Août 2004

Nous avons décidé pour ces vacances d'été de visiter une région que nous ne connaissions que pour l'avoir traversée rapidement. Je parle de la Corrèze. Le fil conducteur étant la rivière Vézère que nous avons suivi de sa source jusqu'à son confluent avec la Dordogne.

Départ en direction du Gers et du Lot avec pour première étape, Gramat. Ville carrefour, Gramat abrite quelques beaux monuments tels que la Tour de l'horloge , le clocher de l'église du XVème ou encore une très belle halle. Une visite au parc animalier, sur le causse, permets de découvrir de nombreuses espèces d'animaux en voie de disparition , et pas que sauvages, telles que moutons, porcs, chevaux et autres poules rares. 

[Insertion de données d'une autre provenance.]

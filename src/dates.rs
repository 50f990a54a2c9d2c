use chrono::{Datelike, NaiveDate, Weekday};

/// One of the four fixed grading periods of a school year.
#[derive(Debug, Clone, Copy, PartialEq, Eq, PartialOrd, Ord, Hash)]
pub enum Bimester {
    First,
    Second,
    Third,
    Fourth,
}

impl Bimester {
    pub const ALL: [Bimester; 4] = [
        Bimester::First,
        Bimester::Second,
        Bimester::Third,
        Bimester::Fourth,
    ];

    pub fn label(self) -> &'static str {
        match self {
            Bimester::First => "1º Bimestre",
            Bimester::Second => "2º Bimestre",
            Bimester::Third => "3º Bimestre",
            Bimester::Fourth => "4º Bimestre",
        }
    }

    /// Accepts the display label or the bare ordinal ("1".."4").
    pub fn parse(raw: &str) -> Option<Bimester> {
        let t = raw.trim();
        for b in Bimester::ALL {
            if t.eq_ignore_ascii_case(b.label()) {
                return Some(b);
            }
        }
        match t {
            "1" => Some(Bimester::First),
            "2" => Some(Bimester::Second),
            "3" => Some(Bimester::Third),
            "4" => Some(Bimester::Fourth),
            _ => None,
        }
    }

    pub fn index(self) -> usize {
        match self {
            Bimester::First => 0,
            Bimester::Second => 1,
            Bimester::Third => 2,
            Bimester::Fourth => 3,
        }
    }

    /// Fixed calendar quarter of the given year (inclusive on both ends).
    pub fn date_range(self, year: i32) -> (NaiveDate, NaiveDate) {
        let (sm, em, ed) = match self {
            Bimester::First => (1, 3, 31),
            Bimester::Second => (4, 6, 30),
            Bimester::Third => (7, 9, 30),
            Bimester::Fourth => (10, 12, 31),
        };
        let start = NaiveDate::from_ymd_opt(year, sm, 1).unwrap_or_default();
        let end = NaiveDate::from_ymd_opt(year, em, ed).unwrap_or_default();
        (start, end)
    }

    pub fn contains(self, year: i32, day: NaiveDate) -> bool {
        let (start, end) = self.date_range(year);
        day >= start && day <= end
    }
}

/// Calendar-day keys are plain `YYYY-MM-DD` strings; anything else is
/// "unparseable" and the aggregation layers skip it.
pub fn parse_day(raw: &str) -> Option<NaiveDate> {
    NaiveDate::parse_from_str(raw.trim(), "%Y-%m-%d").ok()
}

pub fn format_day(day: NaiveDate) -> String {
    day.format("%Y-%m-%d").to_string()
}

/// English weekday key used as the canonical lookup key before any
/// caller-supplied translation map is applied.
pub fn weekday_key(day: NaiveDate) -> &'static str {
    match day.weekday() {
        Weekday::Mon => "Monday",
        Weekday::Tue => "Tuesday",
        Weekday::Wed => "Wednesday",
        Weekday::Thu => "Thursday",
        Weekday::Fri => "Friday",
        Weekday::Sat => "Saturday",
        Weekday::Sun => "Sunday",
    }
}

/// Canonical weekday ordering for attendance breakdowns. Weekend data may
/// exist in a workspace but never appears in the ordered output.
pub const SCHOOL_WEEKDAYS: [&str; 5] = ["Monday", "Tuesday", "Wednesday", "Thursday", "Friday"];

#[cfg(test)]
mod tests {
    use super::*;

    #[test]
    fn parse_day_accepts_iso_and_rejects_garbage() {
        assert_eq!(
            parse_day("2025-03-10"),
            NaiveDate::from_ymd_opt(2025, 3, 10)
        );
        assert_eq!(parse_day(" 2025-03-10 "), NaiveDate::from_ymd_opt(2025, 3, 10));
        assert_eq!(parse_day("10/03/2025"), None);
        assert_eq!(parse_day("2025-13-01"), None);
        assert_eq!(parse_day(""), None);
    }

    #[test]
    fn format_day_round_trips() {
        let d = NaiveDate::from_ymd_opt(2025, 8, 4).unwrap();
        assert_eq!(parse_day(&format_day(d)), Some(d));
    }

    #[test]
    fn bimester_parse_accepts_label_and_ordinal() {
        assert_eq!(Bimester::parse("1º Bimestre"), Some(Bimester::First));
        assert_eq!(Bimester::parse("3"), Some(Bimester::Third));
        assert_eq!(Bimester::parse("5"), None);
        assert_eq!(Bimester::parse("Bimestre"), None);
    }

    #[test]
    fn bimester_ranges_cover_the_year_without_overlap() {
        let year = 2025;
        let mut prev_end: Option<NaiveDate> = None;
        for b in Bimester::ALL {
            let (start, end) = b.date_range(year);
            assert!(start <= end);
            if let Some(pe) = prev_end {
                assert_eq!(start, pe.succ_opt().unwrap());
            }
            prev_end = Some(end);
        }
        assert_eq!(
            prev_end,
            NaiveDate::from_ymd_opt(year, 12, 31),
            "fourth bimester must end on Dec 31"
        );
    }

    #[test]
    fn bimester_membership_is_inclusive() {
        let b = Bimester::Second;
        assert!(b.contains(2025, NaiveDate::from_ymd_opt(2025, 4, 1).unwrap()));
        assert!(b.contains(2025, NaiveDate::from_ymd_opt(2025, 6, 30).unwrap()));
        assert!(!b.contains(2025, NaiveDate::from_ymd_opt(2025, 7, 1).unwrap()));
        assert!(!b.contains(2024, NaiveDate::from_ymd_opt(2025, 5, 1).unwrap()));
    }

    #[test]
    fn weekday_key_matches_chrono() {
        let mon = NaiveDate::from_ymd_opt(2025, 3, 10).unwrap();
        assert_eq!(weekday_key(mon), "Monday");
        let sun = NaiveDate::from_ymd_opt(2025, 3, 9).unwrap();
        assert_eq!(weekday_key(sun), "Sunday");
    }
}
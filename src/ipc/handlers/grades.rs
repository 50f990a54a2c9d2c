use crate::calc::{self, GradeFilters, GradeRecord, GradeSort};
use crate::catalog;
use crate::dates::Bimester;
use crate::ipc::error::{err, ok};
use crate::ipc::types::{AppState, Request};
use chrono::{SecondsFormat, Utc};
use rusqlite::{Connection, OptionalExtension};
use serde_json::json;
use std::collections::HashSet;
use uuid::Uuid;

struct HandlerErr {
    code: &'static str,
    message: String,
    details: Option<serde_json::Value>,
}

impl HandlerErr {
    fn db(e: impl std::fmt::Display) -> Self {
        HandlerErr {
            code: "db_query_failed",
            message: e.to_string(),
            details: None,
        }
    }

    fn bad(message: impl Into<String>) -> Self {
        HandlerErr {
            code: "bad_params",
            message: message.into(),
            details: None,
        }
    }

    fn response(self, id: &str) -> serde_json::Value {
        err(id, self.code, self.message, self.details)
    }
}

fn get_required_str(params: &serde_json::Value, key: &str) -> Result<String, HandlerErr> {
    params
        .get(key)
        .and_then(|v| v.as_str())
        .map(|s| s.to_string())
        .ok_or_else(|| HandlerErr::bad(format!("missing {}", key)))
}

fn get_optional_score(params: &serde_json::Value, key: &str) -> Result<Option<f64>, HandlerErr> {
    match params.get(key) {
        None => Ok(None),
        Some(v) if v.is_null() => Ok(None),
        Some(v) => v
            .as_f64()
            .map(Some)
            .ok_or_else(|| HandlerErr::bad(format!("{} must be a number or null", key))),
    }
}

// Rows with an unparseable bimester label or timestamp are skipped rather
// than failing the whole listing.
fn load_grade_records(
    conn: &Connection,
    class_id: Option<&str>,
) -> Result<Vec<GradeRecord>, HandlerErr> {
    let mut sql = String::from(
        "SELECT id, student_id, class_id, subject_id, bimester,
                partial_score, global_score, participation_score, recovery_score,
                submitted_at, student_name
         FROM grades",
    );
    let mut binds: Vec<String> = Vec::new();
    if let Some(class_id) = class_id {
        sql.push_str(" WHERE class_id = ?");
        binds.push(class_id.to_string());
    }
    sql.push_str(" ORDER BY submitted_at");

    let mut stmt = conn.prepare(&sql).map_err(HandlerErr::db)?;
    type Row = (
        String,
        String,
        String,
        String,
        String,
        Option<f64>,
        Option<f64>,
        Option<f64>,
        Option<f64>,
        String,
        Option<String>,
    );
    let rows: Vec<Row> = stmt
        .query_map(rusqlite::params_from_iter(binds.iter()), |r| {
            Ok((
                r.get(0)?,
                r.get(1)?,
                r.get(2)?,
                r.get(3)?,
                r.get(4)?,
                r.get(5)?,
                r.get(6)?,
                r.get(7)?,
                r.get(8)?,
                r.get(9)?,
                r.get(10)?,
            ))
        })
        .and_then(|it| it.collect::<Result<Vec<_>, _>>())
        .map_err(HandlerErr::db)?;

    let mut records = Vec::with_capacity(rows.len());
    for (
        id,
        student_id,
        class_id,
        subject_id,
        bimester_raw,
        partial,
        global,
        participation,
        recovery,
        submitted_raw,
        student_name,
    ) in rows
    {
        let Some(bimester) = Bimester::parse(&bimester_raw) else {
            continue;
        };
        let Some(submitted_at) = calc::parse_timestamp(&submitted_raw) else {
            continue;
        };
        records.push(GradeRecord {
            id,
            student_id,
            class_id,
            subject_id,
            bimester,
            partial,
            global,
            participation,
            recovery,
            submitted_at,
            student_name,
        });
    }
    Ok(records)
}

fn grade_json(rec: &GradeRecord) -> serde_json::Value {
    json!({
        "id": rec.id,
        "studentId": rec.student_id,
        "classId": rec.class_id,
        "subjectId": rec.subject_id,
        "bimester": rec.bimester.label(),
        "partialScore": rec.partial,
        "globalScore": rec.global,
        "participationScore": rec.participation,
        "recoveryScore": rec.recovery,
        "submittedAt": rec.submitted_at.to_rfc3339_opts(SecondsFormat::Micros, true),
        "studentName": rec.student_name,
        "finalGrade": calc::final_grade(rec)
    })
}

// A save is always a new physical row; the listing derives "current" by
// max submission timestamp, so history is never overwritten.
fn grades_save(conn: &Connection, params: &serde_json::Value) -> Result<serde_json::Value, HandlerErr> {
    let student_id = get_required_str(params, "studentId")?;
    let class_id = get_required_str(params, "classId")?;
    let subject_id = get_required_str(params, "subjectId")?;
    let bimester_raw = get_required_str(params, "bimester")?;
    let Some(bimester) = Bimester::parse(&bimester_raw) else {
        return Err(HandlerErr::bad(format!(
            "bimester must be one of the four bimester labels, got '{}'",
            bimester_raw
        )));
    };

    let partial = get_optional_score(params, "partialScore")?;
    let global = get_optional_score(params, "globalScore")?;
    let participation = get_optional_score(params, "participationScore")?;
    let recovery = get_optional_score(params, "recoveryScore")?;

    let student_name: Option<String> = conn
        .query_row(
            "SELECT name FROM students WHERE id = ?",
            [&student_id],
            |r| r.get(0),
        )
        .optional()
        .map_err(HandlerErr::db)?;
    if student_name.is_none() {
        return Err(HandlerErr {
            code: "not_found",
            message: "student not found".to_string(),
            details: None,
        });
    }

    let record = GradeRecord {
        id: Uuid::new_v4().to_string(),
        student_id,
        class_id,
        subject_id,
        bimester,
        partial,
        global,
        participation,
        recovery,
        submitted_at: Utc::now(),
        student_name,
    };
    if !calc::has_any_score(&record) {
        return Err(HandlerErr::bad("at least one score field must be filled"));
    }

    let submitted_at = record
        .submitted_at
        .to_rfc3339_opts(SecondsFormat::Micros, true);
    conn.execute(
        "INSERT INTO grades(id, student_id, class_id, subject_id, bimester,
                            partial_score, global_score, participation_score,
                            recovery_score, submitted_at, student_name)
         VALUES(?, ?, ?, ?, ?, ?, ?, ?, ?, ?, ?)",
        (
            &record.id,
            &record.student_id,
            &record.class_id,
            &record.subject_id,
            record.bimester.label(),
            record.partial,
            record.global,
            record.participation,
            record.recovery,
            &submitted_at,
            &record.student_name,
        ),
    )
    .map_err(|e| HandlerErr {
        code: "db_insert_failed",
        message: e.to_string(),
        details: Some(json!({ "table": "grades" })),
    })?;

    Ok(json!({
        "gradeId": record.id,
        "submittedAt": submitted_at,
        "finalGrade": calc::final_grade(&record)
    }))
}

fn grades_list(conn: &Connection, params: &serde_json::Value) -> Result<serde_json::Value, HandlerErr> {
    let class_id = params.get("classId").and_then(|v| v.as_str());
    let subject_id = params.get("subjectId").and_then(|v| v.as_str());
    let bimester = match params.get("bimester").and_then(|v| v.as_str()) {
        None => None,
        Some(raw) => Some(
            Bimester::parse(raw)
                .ok_or_else(|| HandlerErr::bad(format!("unknown bimester '{}'", raw)))?,
        ),
    };
    let search = params.get("search").and_then(|v| v.as_str());
    let allowed_subjects: Option<HashSet<String>> = match params.get("subjectIds") {
        None => None,
        Some(v) if v.is_null() => None,
        Some(v) => {
            let Some(raw) = v.as_array() else {
                return Err(HandlerErr::bad("subjectIds must be an array of strings"));
            };
            let mut set = HashSet::new();
            for item in raw {
                let Some(id) = item.as_str() else {
                    return Err(HandlerErr::bad("subjectIds must contain only strings"));
                };
                set.insert(id.to_string());
            }
            Some(set)
        }
    };
    let sort = match params.get("sort").and_then(|v| v.as_str()) {
        None => None,
        Some(raw) => Some(
            GradeSort::parse(raw)
                .ok_or_else(|| HandlerErr::bad(format!("unknown sort order '{}'", raw)))?,
        ),
    };
    let page = params.get("page").and_then(|v| v.as_u64()).unwrap_or(1) as usize;
    let page_size = params
        .get("pageSize")
        .and_then(|v| v.as_u64())
        .unwrap_or(50) as usize;
    if page_size == 0 {
        return Err(HandlerErr::bad("pageSize must be positive"));
    }

    let records = load_grade_records(conn, class_id)?;
    let filters = GradeFilters {
        class_id: class_id.map(|s| s.to_string()),
        subject_id: subject_id.map(|s| s.to_string()),
        bimester,
        name_search: search.map(|s| s.to_string()),
        allowed_subjects,
    };
    let mut current = calc::dedup_latest(records, &filters);
    if let Some(sort) = sort {
        calc::sort_records(&mut current, sort);
    }

    let total = current.len();
    let (total_pages, slice) = catalog::paginate(&current, page, page_size);

    Ok(json!({
        "total": total,
        "totalPages": total_pages,
        "page": page,
        "grades": slice.iter().map(grade_json).collect::<Vec<_>>()
    }))
}

// Administrative only; the normal flow never deletes grade rows.
fn grades_delete(conn: &Connection, params: &serde_json::Value) -> Result<serde_json::Value, HandlerErr> {
    let grade_id = get_required_str(params, "gradeId")?;
    let changed = conn
        .execute("DELETE FROM grades WHERE id = ?", [&grade_id])
        .map_err(|e| HandlerErr {
            code: "db_delete_failed",
            message: e.to_string(),
            details: Some(json!({ "table": "grades" })),
        })?;
    if changed == 0 {
        return Err(HandlerErr {
            code: "not_found",
            message: "grade not found".to_string(),
            details: None,
        });
    }
    Ok(json!({ "ok": true }))
}

fn with_conn(
    state: &mut AppState,
    req: &Request,
    f: fn(&Connection, &serde_json::Value) -> Result<serde_json::Value, HandlerErr>,
) -> serde_json::Value {
    let Some(conn) = state.db.as_ref() else {
        return err(&req.id, "no_workspace", "select a workspace first", None);
    };
    match f(conn, &req.params) {
        Ok(result) => ok(&req.id, result),
        Err(error) => error.response(&req.id),
    }
}

pub fn try_handle(state: &mut AppState, req: &Request) -> Option<serde_json::Value> {
    match req.method.as_str() {
        "grades.save" => Some(with_conn(state, req, grades_save)),
        "grades.list" => Some(with_conn(state, req, grades_list)),
        "grades.delete" => Some(with_conn(state, req, grades_delete)),
        _ => None,
    }
}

Nous faisons la fermeture du parc et demandons l'autorisation de rester sur le parking pour la nuit. 

Après cette première nuit où nous étions seuls et entourés par les poules et les chevaux de Prjevalski, nous reprenons notre route qui nous amène à Beaulieu sur Dordogne. Nous sommes maintenant en Corrèze.

Beaulieu a été crée en l'an 855 à partir d'un village de pêcheurs dont il en reste quelques traces. Cité médiévale, ce village a su conserver le charme de ses vieilles maisons à colombages. Le portail de l'église romane Saint-Pierre est un chef-d'œuvre de la sculpture limousine du XIIème. Et la chapelle des Pénitents (photo) au bord de la rivière, offre un calme bien reposant. 

Par des petites routes qui nous font traverser campagnes et vallées, nous pénétrons dans la Xaintrie Noire. Et puis, soudain, au détour d'un virage, dans la forêt, apparaissent les Tours de Merle sur leur éperon rocheux.  

Citadelle féodale des XIIIème et XIVème siècles, seigneurie de la Xaintrie, Merle est un castrum. C'est à dire un village fortifié comprenant château, maisons nobles, chapelle et habitat villageois. Le tout protégé par des défenses naturelles. En fait, Merle comprenait à l'époque, pas moins de 4 châteaux, 2 tours et 2 forts. La vue sur la Haute Auvergne et le Limousin depuis le sommet des tours est superbe. 

Se faisant tard, nous décidons de passer la nuit , qui sera calme, sur le parking supérieur, au milieu des bois. Le lendemain, après avoir erré au hasard dans cette contrée, nos roues nous amène à Camps, au Rocher du peintre, où la vue sur la vallée est grandiose. Nous y restons déjeuner, à l'ombre des grands arbres, avant de reprendre la route pour aller faire une incursion dans le Cantal.

Par Pleaux et Ally, nous atteignons Salers, le pays de la vache rousse. La ville a mis gratuitement à disposition des cc, un immense pré, situé à 300m du village. Nous sommes tout au plus une quarantaine de camping-cars éparpillés dans ce pré. Dommage qu'il n'y ai pas au moins un point d'eau.

Cité médiévale admirablement conservée, c'est un plaisir que de flâner dans les rues de ce village. Pays de la charcuterie, du fromage et de la gentiane, il ne faut surtout pas repartir de Salers sans avoir acheté quelques uns de ces produits.

Direction le Puy Mary, à 1787m d'altitude. La route, étroite mais réservant de magnifiques vues, est réglementée pour les camping-cars. Interdite de 24h à 12h45 pour la montée. L'arrivée au sommet est assez raide. Heureusement que le 2.8l du Fiat rempli à merveille son office sans peiner. Je plaint les capucines équipées d'un petit moteur. 

Beaucoup de monde au sommet. Cet emblématique volcan du Cantal, qui est un des plus grands d'Europe, offre un époustouflant panorama sur 7 vallées glaciaires. Une nature riche et sauvage entoure cette montagne. Gentiane jaune, lys martagon, chamois et  mouflons y cohabitent.

La descente du Puy Mary se faisant avec prudence, surtout à cause des véhicules garés le long de la route sous le sommet, nous allons maintenant nous diriger vers Riom es Montagne et Valette ou nous passerons la nuit avant de rejoindre de nouveau la Corrèze.